President Donald Trump showed no signs of absorbing this salutary lesson. In one of many splenetic tweets about Harley, he said: “If they move, watch, it will be the beginning of the end.” Other American firms are no doubt watching. Will any follow?
Harley is unusually vulnerable to Mr Trump’s escalating trade war. Not only have its inputs, namely metals, risen in price, but it makes a fair chunk of its sales, 16%, in Europe. It puts the cost of absorbing the EU’s tariffs up to the end of this year at $30m-45m. It has facilities in countries unaffected by European tariffs that can ramp up relatively quickly. (Some think it may have been considering the shift anyway, and wanted to pin blame on the dastardly Europeans.)
Other American industries have fewer options. Mexico and Canada, as well as the EU, have targeted foodstuffs, from pork and apples to cheese and orange juice.
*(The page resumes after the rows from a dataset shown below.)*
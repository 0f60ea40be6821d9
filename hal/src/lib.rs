//! Backend-neutral graphics device vocabulary.
//!
//! This crate holds the descriptors used to create GPU resources (buffers, textures,
//! samplers, shaders, fixed-function state, vertex layouts, framebuffer layouts, descriptor
//! layouts) and the reflection records produced by linked programs. It never talks to a
//! driver: see `octoon-hal-gl` for the OpenGL realization.

pub mod buffer;
pub mod descriptor;
pub mod device;
pub mod error;
pub mod format;
pub mod framebuffer;
pub mod image;
pub mod pipeline;
pub mod vertex;

pub use self::buffer::{DataDesc, DataType, IndexType, UsageFlags};
pub use self::descriptor::{
    DescriptorPoolComponent, DescriptorPoolDesc, DescriptorSetLayoutDesc, GraphicsParam,
    GraphicsUniform, GraphicsUniformBlock, UniformType,
};
pub use self::device::{DeviceDesc, DeviceType, SwapchainDesc};
pub use self::error::{Error, Result};
pub use self::format::{ComponentLayout, Format, FormatInfo, NumericFormat};
pub use self::framebuffer::{
    AttachmentLayout, ClearFlags, FramebufferLayoutDesc, ImageLayout, Scissor, Viewport,
};
pub use self::image::{
    SamplerAnis, SamplerDesc, SamplerFilter, SamplerWrap, TextureDesc, TextureDim,
};
pub use self::pipeline::{
    BlendFactor, BlendOp, ColorBlend, ColorMaskFlags, CompareFunction, CullMode, FrontFace,
    GraphicsAttribute, PolygonMode, RenderStateDesc, ShaderDesc, ShaderLang, ShaderStageFlags,
    StencilFaceFlags, StencilFaceState, StencilOp, VertexType,
};
pub use self::vertex::{InputLayoutDesc, VertexBinding, VertexDivisor, VertexLayout};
American farmers will have to find other markets, lower prices or cut production. The EU has also put tariffs on whiskey; Jack Daniels is made only in Lynchburg, Tennessee and is going nowhere in a hurry. But jeans, another target, are made all over the world. Textiles firms may be able quietly to siphon production away.
Carmakers are worth watching. Mr Trump is seeking to rework supply chains within the North American Free-Trade Agreement (NAFTA), in order to bring more production to America. But Mexico, NAFTA’s lowest-cost location, has many preferential trade agreements with other countries—and, thanks to NAFTA, plenty of spiffy car factories. Rather than react as Mr Trump wants, auto manufacturers may expand in Mexico and make less in America for sale abroad.
But most firms will want to wait for greater clarity before making fundamental changes to supply chains. That, at least, is the lesson of Brexit. It has taken two years since Britons voted to leave the EU for manufacturers to say loud and clear that they will pull out unless Britain retains seamless trade links with the EU. Although many foreign firms have scaled back on investment in Britain, none has actually shut up shop.
So Harley-Davidson may not presage an immediate wave of similar announcements. If the tariff war drags on, however, more will follow. Mr Trump believes that no country can afford to lose access to the mighty American consumer. Some businessmen are less sanguine, fearing that other countries will act in concert against America. Ironically, Harley is behaving just as Mr Trump wants, “tariff-hopping” to be on the right side of trade barriers. Just not in the direction he wanted.